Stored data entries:
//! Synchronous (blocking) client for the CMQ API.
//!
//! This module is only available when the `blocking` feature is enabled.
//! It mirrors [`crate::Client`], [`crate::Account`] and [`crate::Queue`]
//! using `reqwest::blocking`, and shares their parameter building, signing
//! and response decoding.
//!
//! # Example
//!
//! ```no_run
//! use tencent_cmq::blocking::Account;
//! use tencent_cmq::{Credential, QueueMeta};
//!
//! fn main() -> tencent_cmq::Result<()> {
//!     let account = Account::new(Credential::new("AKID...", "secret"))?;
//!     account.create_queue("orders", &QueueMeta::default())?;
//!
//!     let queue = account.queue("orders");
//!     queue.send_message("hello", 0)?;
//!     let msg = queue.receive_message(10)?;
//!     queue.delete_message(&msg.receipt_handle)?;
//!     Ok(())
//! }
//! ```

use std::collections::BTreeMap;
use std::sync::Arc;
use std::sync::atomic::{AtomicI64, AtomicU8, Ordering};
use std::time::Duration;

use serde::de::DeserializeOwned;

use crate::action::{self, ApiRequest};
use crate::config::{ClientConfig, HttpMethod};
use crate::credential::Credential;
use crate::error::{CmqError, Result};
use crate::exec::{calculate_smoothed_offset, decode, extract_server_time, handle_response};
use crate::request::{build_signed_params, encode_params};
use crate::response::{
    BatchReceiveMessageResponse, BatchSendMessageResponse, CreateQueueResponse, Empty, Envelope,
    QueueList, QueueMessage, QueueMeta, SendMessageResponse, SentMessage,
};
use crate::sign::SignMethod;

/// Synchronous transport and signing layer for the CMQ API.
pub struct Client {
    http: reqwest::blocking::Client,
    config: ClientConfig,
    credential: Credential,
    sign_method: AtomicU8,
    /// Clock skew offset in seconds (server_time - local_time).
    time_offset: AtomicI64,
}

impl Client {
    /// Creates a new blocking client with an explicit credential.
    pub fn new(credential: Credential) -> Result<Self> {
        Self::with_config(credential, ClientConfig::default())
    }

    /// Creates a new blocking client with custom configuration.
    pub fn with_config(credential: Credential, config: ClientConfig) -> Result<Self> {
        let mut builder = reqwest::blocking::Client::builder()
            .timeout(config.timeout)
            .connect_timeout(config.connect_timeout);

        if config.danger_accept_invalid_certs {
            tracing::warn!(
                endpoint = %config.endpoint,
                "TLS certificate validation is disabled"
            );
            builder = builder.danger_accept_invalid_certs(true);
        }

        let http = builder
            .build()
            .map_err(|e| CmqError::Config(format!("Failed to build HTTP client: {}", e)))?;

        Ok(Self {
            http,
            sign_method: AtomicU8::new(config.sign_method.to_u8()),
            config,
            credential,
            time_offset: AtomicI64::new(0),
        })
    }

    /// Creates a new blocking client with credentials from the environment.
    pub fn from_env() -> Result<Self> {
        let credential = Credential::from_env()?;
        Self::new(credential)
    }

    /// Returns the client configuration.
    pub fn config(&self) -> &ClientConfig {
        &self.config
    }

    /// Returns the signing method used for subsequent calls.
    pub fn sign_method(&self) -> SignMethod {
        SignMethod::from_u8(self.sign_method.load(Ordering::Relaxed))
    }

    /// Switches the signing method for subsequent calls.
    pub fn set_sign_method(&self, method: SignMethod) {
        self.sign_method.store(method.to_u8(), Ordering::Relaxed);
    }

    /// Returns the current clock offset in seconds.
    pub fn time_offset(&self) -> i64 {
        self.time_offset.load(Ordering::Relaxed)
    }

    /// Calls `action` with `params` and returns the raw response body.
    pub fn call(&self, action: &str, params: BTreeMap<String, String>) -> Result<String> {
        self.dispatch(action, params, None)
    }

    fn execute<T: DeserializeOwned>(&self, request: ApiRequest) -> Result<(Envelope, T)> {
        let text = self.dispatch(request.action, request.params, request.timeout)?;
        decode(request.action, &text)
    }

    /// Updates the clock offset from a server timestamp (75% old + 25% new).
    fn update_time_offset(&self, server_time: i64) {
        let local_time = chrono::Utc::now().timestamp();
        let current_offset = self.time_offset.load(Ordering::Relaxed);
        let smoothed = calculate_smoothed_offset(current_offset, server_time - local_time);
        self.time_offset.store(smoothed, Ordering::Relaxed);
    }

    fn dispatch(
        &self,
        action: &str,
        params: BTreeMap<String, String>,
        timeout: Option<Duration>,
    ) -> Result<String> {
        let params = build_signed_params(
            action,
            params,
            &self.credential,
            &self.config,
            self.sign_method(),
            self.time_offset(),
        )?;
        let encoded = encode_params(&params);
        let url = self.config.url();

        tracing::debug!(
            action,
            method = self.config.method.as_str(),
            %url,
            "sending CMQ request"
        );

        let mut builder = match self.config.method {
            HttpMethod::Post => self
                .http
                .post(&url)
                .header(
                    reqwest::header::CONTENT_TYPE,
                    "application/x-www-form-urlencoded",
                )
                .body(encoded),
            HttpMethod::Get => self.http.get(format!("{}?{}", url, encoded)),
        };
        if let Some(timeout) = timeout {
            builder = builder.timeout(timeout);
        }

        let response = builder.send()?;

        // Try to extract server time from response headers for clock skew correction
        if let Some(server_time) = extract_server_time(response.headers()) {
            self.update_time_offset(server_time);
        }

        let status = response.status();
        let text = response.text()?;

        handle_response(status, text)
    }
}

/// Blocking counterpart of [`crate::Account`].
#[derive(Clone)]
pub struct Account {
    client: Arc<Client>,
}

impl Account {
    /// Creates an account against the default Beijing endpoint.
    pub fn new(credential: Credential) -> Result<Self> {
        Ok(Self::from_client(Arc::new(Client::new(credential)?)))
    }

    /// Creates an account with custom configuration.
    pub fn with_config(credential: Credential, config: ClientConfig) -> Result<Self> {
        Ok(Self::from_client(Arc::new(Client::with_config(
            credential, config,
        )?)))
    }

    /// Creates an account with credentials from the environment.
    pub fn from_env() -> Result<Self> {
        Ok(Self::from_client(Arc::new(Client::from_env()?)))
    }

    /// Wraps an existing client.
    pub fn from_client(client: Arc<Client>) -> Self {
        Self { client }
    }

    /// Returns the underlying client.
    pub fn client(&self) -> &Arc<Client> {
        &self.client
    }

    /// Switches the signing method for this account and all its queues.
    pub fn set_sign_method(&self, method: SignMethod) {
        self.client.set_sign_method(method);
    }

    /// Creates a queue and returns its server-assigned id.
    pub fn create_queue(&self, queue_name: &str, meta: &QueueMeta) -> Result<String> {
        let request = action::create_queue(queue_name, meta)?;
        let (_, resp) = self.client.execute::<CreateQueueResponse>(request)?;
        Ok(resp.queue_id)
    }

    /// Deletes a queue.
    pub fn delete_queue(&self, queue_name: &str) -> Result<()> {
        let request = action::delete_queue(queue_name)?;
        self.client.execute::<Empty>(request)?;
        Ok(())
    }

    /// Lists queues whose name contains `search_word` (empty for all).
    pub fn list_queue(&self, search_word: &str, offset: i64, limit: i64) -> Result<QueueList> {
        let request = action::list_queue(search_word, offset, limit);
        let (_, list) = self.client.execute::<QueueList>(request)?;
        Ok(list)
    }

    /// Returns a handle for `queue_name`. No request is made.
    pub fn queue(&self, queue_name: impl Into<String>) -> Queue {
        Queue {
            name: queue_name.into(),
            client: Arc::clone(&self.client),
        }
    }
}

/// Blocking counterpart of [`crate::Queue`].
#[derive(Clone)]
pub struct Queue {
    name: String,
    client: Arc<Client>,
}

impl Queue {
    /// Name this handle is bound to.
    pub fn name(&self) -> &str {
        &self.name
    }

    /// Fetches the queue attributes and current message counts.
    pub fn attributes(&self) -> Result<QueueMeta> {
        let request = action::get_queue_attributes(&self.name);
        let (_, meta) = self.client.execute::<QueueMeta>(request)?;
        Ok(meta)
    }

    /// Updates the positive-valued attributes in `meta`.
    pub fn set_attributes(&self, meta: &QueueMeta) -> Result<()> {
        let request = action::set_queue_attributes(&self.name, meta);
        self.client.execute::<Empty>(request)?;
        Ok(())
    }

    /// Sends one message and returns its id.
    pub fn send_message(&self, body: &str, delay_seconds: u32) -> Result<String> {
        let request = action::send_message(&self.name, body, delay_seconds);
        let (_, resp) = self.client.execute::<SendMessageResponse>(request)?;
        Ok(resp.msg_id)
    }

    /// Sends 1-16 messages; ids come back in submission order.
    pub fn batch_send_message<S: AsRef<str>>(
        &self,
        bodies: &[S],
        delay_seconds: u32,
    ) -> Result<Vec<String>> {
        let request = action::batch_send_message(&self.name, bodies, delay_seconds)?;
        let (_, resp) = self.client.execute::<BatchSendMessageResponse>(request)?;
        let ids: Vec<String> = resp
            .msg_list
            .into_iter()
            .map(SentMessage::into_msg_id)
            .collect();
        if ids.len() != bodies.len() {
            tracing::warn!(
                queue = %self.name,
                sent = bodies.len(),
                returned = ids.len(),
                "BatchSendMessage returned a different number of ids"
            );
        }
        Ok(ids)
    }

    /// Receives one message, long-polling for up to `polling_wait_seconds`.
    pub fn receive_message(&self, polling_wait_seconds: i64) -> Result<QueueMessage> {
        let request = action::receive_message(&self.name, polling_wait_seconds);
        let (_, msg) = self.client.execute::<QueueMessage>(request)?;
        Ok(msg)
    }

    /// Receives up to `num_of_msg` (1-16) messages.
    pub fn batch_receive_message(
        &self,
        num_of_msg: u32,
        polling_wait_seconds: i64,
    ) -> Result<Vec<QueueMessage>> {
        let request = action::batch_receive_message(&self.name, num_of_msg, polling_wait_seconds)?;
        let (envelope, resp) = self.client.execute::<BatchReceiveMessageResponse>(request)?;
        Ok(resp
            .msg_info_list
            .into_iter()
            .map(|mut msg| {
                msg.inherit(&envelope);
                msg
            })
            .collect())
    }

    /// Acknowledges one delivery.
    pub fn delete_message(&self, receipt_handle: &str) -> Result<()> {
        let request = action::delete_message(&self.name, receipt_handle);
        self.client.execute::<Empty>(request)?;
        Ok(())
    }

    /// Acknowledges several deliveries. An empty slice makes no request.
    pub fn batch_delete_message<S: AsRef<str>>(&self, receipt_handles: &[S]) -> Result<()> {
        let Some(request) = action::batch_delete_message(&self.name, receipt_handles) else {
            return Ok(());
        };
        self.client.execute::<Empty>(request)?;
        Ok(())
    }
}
--
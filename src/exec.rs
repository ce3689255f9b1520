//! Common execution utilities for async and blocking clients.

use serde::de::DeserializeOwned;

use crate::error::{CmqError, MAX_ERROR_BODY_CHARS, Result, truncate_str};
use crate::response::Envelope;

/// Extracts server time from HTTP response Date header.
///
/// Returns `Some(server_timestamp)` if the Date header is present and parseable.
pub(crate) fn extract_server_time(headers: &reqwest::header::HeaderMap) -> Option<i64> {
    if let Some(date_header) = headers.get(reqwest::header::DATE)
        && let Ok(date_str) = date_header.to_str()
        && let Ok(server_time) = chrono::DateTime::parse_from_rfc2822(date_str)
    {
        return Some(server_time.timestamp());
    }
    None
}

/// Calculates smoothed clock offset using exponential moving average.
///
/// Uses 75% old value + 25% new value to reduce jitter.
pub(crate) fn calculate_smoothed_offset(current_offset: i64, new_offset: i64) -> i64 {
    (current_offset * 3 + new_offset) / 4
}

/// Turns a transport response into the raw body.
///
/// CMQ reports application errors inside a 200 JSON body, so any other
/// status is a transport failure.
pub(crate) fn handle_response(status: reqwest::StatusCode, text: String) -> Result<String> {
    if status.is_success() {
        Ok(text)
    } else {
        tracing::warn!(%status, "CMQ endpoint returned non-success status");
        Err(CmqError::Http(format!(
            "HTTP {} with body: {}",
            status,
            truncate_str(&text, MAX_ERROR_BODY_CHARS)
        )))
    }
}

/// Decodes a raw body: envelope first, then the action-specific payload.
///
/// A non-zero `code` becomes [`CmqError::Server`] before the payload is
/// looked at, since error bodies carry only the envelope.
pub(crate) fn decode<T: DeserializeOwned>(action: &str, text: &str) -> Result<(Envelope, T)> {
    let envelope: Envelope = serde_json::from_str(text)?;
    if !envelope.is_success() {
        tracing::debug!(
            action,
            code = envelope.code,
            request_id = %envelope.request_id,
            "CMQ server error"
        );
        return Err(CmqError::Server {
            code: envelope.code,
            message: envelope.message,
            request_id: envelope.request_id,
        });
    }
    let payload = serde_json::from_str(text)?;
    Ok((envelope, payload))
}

| Instructions to follow |
Work out how many lines in the records above hold the string "else", then give only that count.

| Exercise result |
2